A Sermon for the Fifteenth Sunday in Ordinary Time (10/0722): Amos and Amaziah

Amos 7:7-17

How does a Christian preach or even read the book of Amos? What message could Amos possibly have for us now? Amos is very nearly unrelentingly bleak. He delivers condemnation after condemnation. In his pronouncements no one is safe from the judgement of God. His words are almost all destruction by fire and sword. In Amos there doesn’t seem to be much Good News, it’s all bad news. The book of Amos is one of those places where we are like to imagine that there is some kind of sharp contrast between the God of the Old Testament and the God we witness active in Jesus in the New. So we might think we have to respond to a twofold challenge: First, in the face of the picture of God which Amos paints, we would want to maintain the unity of scripture. We would want to say that it is the same God who is present in the Old Testament, who is present and active in Jesus Christ. And second, to rehabilitate Amos words, to make it possible to read and preach and hear them. Assuming such a rehabilitation is possible or even desirable.

From the passage which we have just read, it is not immediately clear is what Amos’ overall message is. The truth is Amos is quite consistent. He announces God’s judgement. It is a judgement against the way all of the nations have organised themselves. No one is making their social and economic and political arrangements in the way in which God intends people to live.

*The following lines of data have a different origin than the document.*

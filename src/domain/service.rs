//! Selection cycle orchestration.
//!
//! Resolves candidates, then runs metrics → hard filter → scoring →
//! selection while holding a market-data session, and assembles the result
//! with its audit snapshot. Any empty stage fails the cycle.

use crate::domain::error::SelectorError;
use crate::domain::filter::{apply_hard_filter, FilterThresholds, ThresholdOverrides};
use crate::domain::metrics::{MetricConfig, MetricsCalculator};
use crate::domain::scoring::{score_symbols, ScoreBreakdown, ScoringWeights};
use crate::domain::selection::{rank_by_score, select_universe, UniverseSettings};
use crate::domain::snapshot::{build_snapshot, SnapshotRow};
use crate::ports::market_data_port::{MarketDataConnector, MarketDataSession};
use crate::ports::sector_port::SectorLookup;
use crate::ports::symbol_directory_port::SymbolDirectory;
use std::collections::{BTreeMap, HashMap, HashSet};
use tracing::{info, info_span};

#[derive(Debug, Clone, Copy, PartialEq, Eq)]
pub enum CandidateSource {
    ExplicitList,
    Directory,
}

#[derive(Debug, Clone, PartialEq)]
pub struct SelectionRequest {
    pub candidate_source: CandidateSource,
    pub market: String,
    /// Takes precedence over the directory when present.
    pub explicit_symbols: Option<Vec<String>>,
    pub previous_core: Vec<String>,
    pub threshold_overrides: ThresholdOverrides,
}

impl SelectionRequest {
    pub fn from_directory(market: &str) -> Self {
        Self {
            candidate_source: CandidateSource::Directory,
            market: market.to_string(),
            explicit_symbols: None,
            previous_core: Vec::new(),
            threshold_overrides: ThresholdOverrides::default(),
        }
    }

    pub fn from_symbols(market: &str, symbols: Vec<String>) -> Self {
        Self {
            candidate_source: CandidateSource::ExplicitList,
            explicit_symbols: Some(symbols),
            ..Self::from_directory(market)
        }
    }

    pub fn with_previous_core(mut self, previous_core: Vec<String>) -> Self {
        self.previous_core = previous_core;
        self
    }

    pub fn with_overrides(mut self, overrides: ThresholdOverrides) -> Self {
        self.threshold_overrides = overrides;
        self
    }
}

#[derive(Debug, Clone, Default, PartialEq)]
pub struct SelectionConfig {
    pub metrics: MetricConfig,
    pub thresholds: FilterThresholds,
    pub weights: ScoringWeights,
    pub universe: UniverseSettings,
}

#[derive(Debug, Clone, PartialEq)]
pub struct UniverseSelectionResult {
    /// Admission order, see [`Selection::core`](crate::domain::selection::Selection::core).
    pub core: Vec<String>,
    pub bench: Vec<String>,
    pub scores: BTreeMap<String, f64>,
    pub breakdown: BTreeMap<String, ScoreBreakdown>,
    pub snapshot_rows: Vec<SnapshotRow>,
    pub total_symbols: usize,
    /// Symbols that came out of the metrics stage complete.
    pub metric_symbols: usize,
    pub filtered_symbols: usize,
    pub relaxed_core: Vec<String>,
    pub relaxed_bench: Vec<String>,
}

pub struct UniverseSelectionService<'a> {
    connector: &'a dyn MarketDataConnector,
    directory: &'a dyn SymbolDirectory,
    sectors: &'a dyn SectorLookup,
    config: SelectionConfig,
}

impl<'a> UniverseSelectionService<'a> {
    pub fn new(
        connector: &'a dyn MarketDataConnector,
        directory: &'a dyn SymbolDirectory,
        sectors: &'a dyn SectorLookup,
        config: SelectionConfig,
    ) -> Self {
        Self {
            connector,
            directory,
            sectors,
            config,
        }
    }

    /// Candidate list for `request`: trimmed, de-duplicated, in source order.
    pub fn resolve_candidates(
        &self,
        request: &SelectionRequest,
    ) -> Result<Vec<String>, SelectorError> {
        let raw = match (&request.explicit_symbols, request.candidate_source) {
            (Some(symbols), _) => symbols.clone(),
            (None, CandidateSource::Directory) => self.directory.load_symbols(&request.market),
            (None, CandidateSource::ExplicitList) => return Err(SelectorError::MisconfiguredSource),
        };

        let mut seen = HashSet::new();
        let symbols: Vec<String> = raw
            .into_iter()
            .map(|s| s.trim().to_string())
            .filter(|s| !s.is_empty() && seen.insert(s.clone()))
            .collect();

        if symbols.is_empty() {
            return Err(SelectorError::NoCandidates {
                market: request.market.clone(),
            });
        }
        Ok(symbols)
    }

    fn load_sectors(&self) -> HashMap<String, String> {
        match self.config.universe.sector_cap.sector_map.as_deref() {
            Some(locator) => self.sectors.load_sector_map(locator),
            None => HashMap::new(),
        }
    }

    pub fn run(&self, request: &SelectionRequest) -> Result<UniverseSelectionResult, SelectorError> {
        let span = info_span!("selection", market = %request.market);
        let _guard = span.enter();

        let candidates = self.resolve_candidates(request)?;
        let thresholds = request.threshold_overrides.apply(&self.config.thresholds);
        let sectors = self.load_sectors();
        info!(
            candidates = candidates.len(),
            sectors = sectors.len(),
            previous_core = request.previous_core.len(),
            "starting selection cycle"
        );

        let session = MarketDataSession::open(self.connector)?;

        let metrics = MetricsCalculator::new(session.port(), &self.config.metrics)
            .calculate(&candidates)?;

        let filtered = apply_hard_filter(&metrics, &thresholds);
        info!(
            total = candidates.len(),
            with_metrics = metrics.len(),
            filtered = filtered.len(),
            "hard filter applied"
        );
        if filtered.is_empty() {
            return Err(SelectorError::AllFilteredOut {
                market: request.market.clone(),
                total: candidates.len(),
                with_metrics: metrics.len(),
            });
        }

        let breakdown = score_symbols(&filtered, &self.config.weights, &self.config.metrics);
        let scores: BTreeMap<String, f64> = breakdown
            .iter()
            .map(|(s, b)| (s.clone(), b.total))
            .collect();

        let ranking = rank_by_score(&scores);
        let selection = select_universe(
            &ranking,
            &request.previous_core,
            &sectors,
            &self.config.universe,
        );
        let snapshot_rows = build_snapshot(&ranking, &filtered, &breakdown, &selection);

        drop(session);

        info!(
            core = selection.core.len(),
            bench = selection.bench.len(),
            relaxed = selection.relaxed_core.len() + selection.relaxed_bench.len(),
            "selection cycle complete"
        );

        Ok(UniverseSelectionResult {
            core: selection.core,
            bench: selection.bench,
            scores,
            breakdown,
            snapshot_rows,
            total_symbols: candidates.len(),
            metric_symbols: metrics.len(),
            filtered_symbols: filtered.len(),
            relaxed_core: selection.relaxed_core,
            relaxed_bench: selection.relaxed_bench,
        })
    }
}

The condemnation which Amos reports is especially directed against: The way in which the rich have become powerful, and the way in which they have used that power to make themselves richer, and the way in which they have used religion to camouflage what they have been doing. In many ways, the judgement which Amos renders has a startlingly contemporary resonance. It is not difficult to see the parallels between the social, economic and political circumstances of Amos’ world and those of our own. This may just be that the world is ever thus. We may simply be admitting that we live in a fallen world. That the concentration of wealth and power in a few hands, and efforts to justify those circumstances, are a constant. In truth it pretty much the same thing which Jesus condemns.
His parables of the kingdom a critical of the accumulation of wealth rather than its use for the common good. And he roundly condemns the hypocrisy of using religion to conceal or to justify wrong doing. So perhaps fulfilling that twofold challenge is not as difficult as it seemed at first. The God of the Old Testament and of the New judges against much the same thing: the injustices of the social, political and economic arrangements of the world. God speaks judgement in both testaments in the same voice. And we can rehabilitate Amos by standing behind him and cheering him on as he condemns the wickedness of everyone else, much as we might stand behind Jesus with the disciples cheering him on as he condemns the scribes and the Pharisees.

The passage we have read comes from about half way through Amos’ prophecy. Most of what has gone before has been Amos’ announcement of God’s judgement against all the nations which surround Israel. He begins:
Thus says the Lord. For the three transgressions of Damascus and for four I will not revoke the punishment. [1:3]
Amos the moves on to announce judgement against Gaza, Tyre, Edom, Moab, and Judah, before moving onto the judgement against the Israel. Only after condemning its neighbours does God’s attention return to the place where Amos is speaking, Israel, the northern part of God’s own people:
Thus says the Lord: For the three transgressions of Israel, and for four, I will not revoke the punishment; because they sell the righteous for silver and the needy for a pair of sandals. . . [2:6]
The judgement which Amos announces is that social, economic and political one. He then goes on at some length and detail to list all the things that God finds wrong in the society of Israel, in its capital Samaria and in its principle holy site Bethel. And Amos lists all the terrible things that will happen as a consequence.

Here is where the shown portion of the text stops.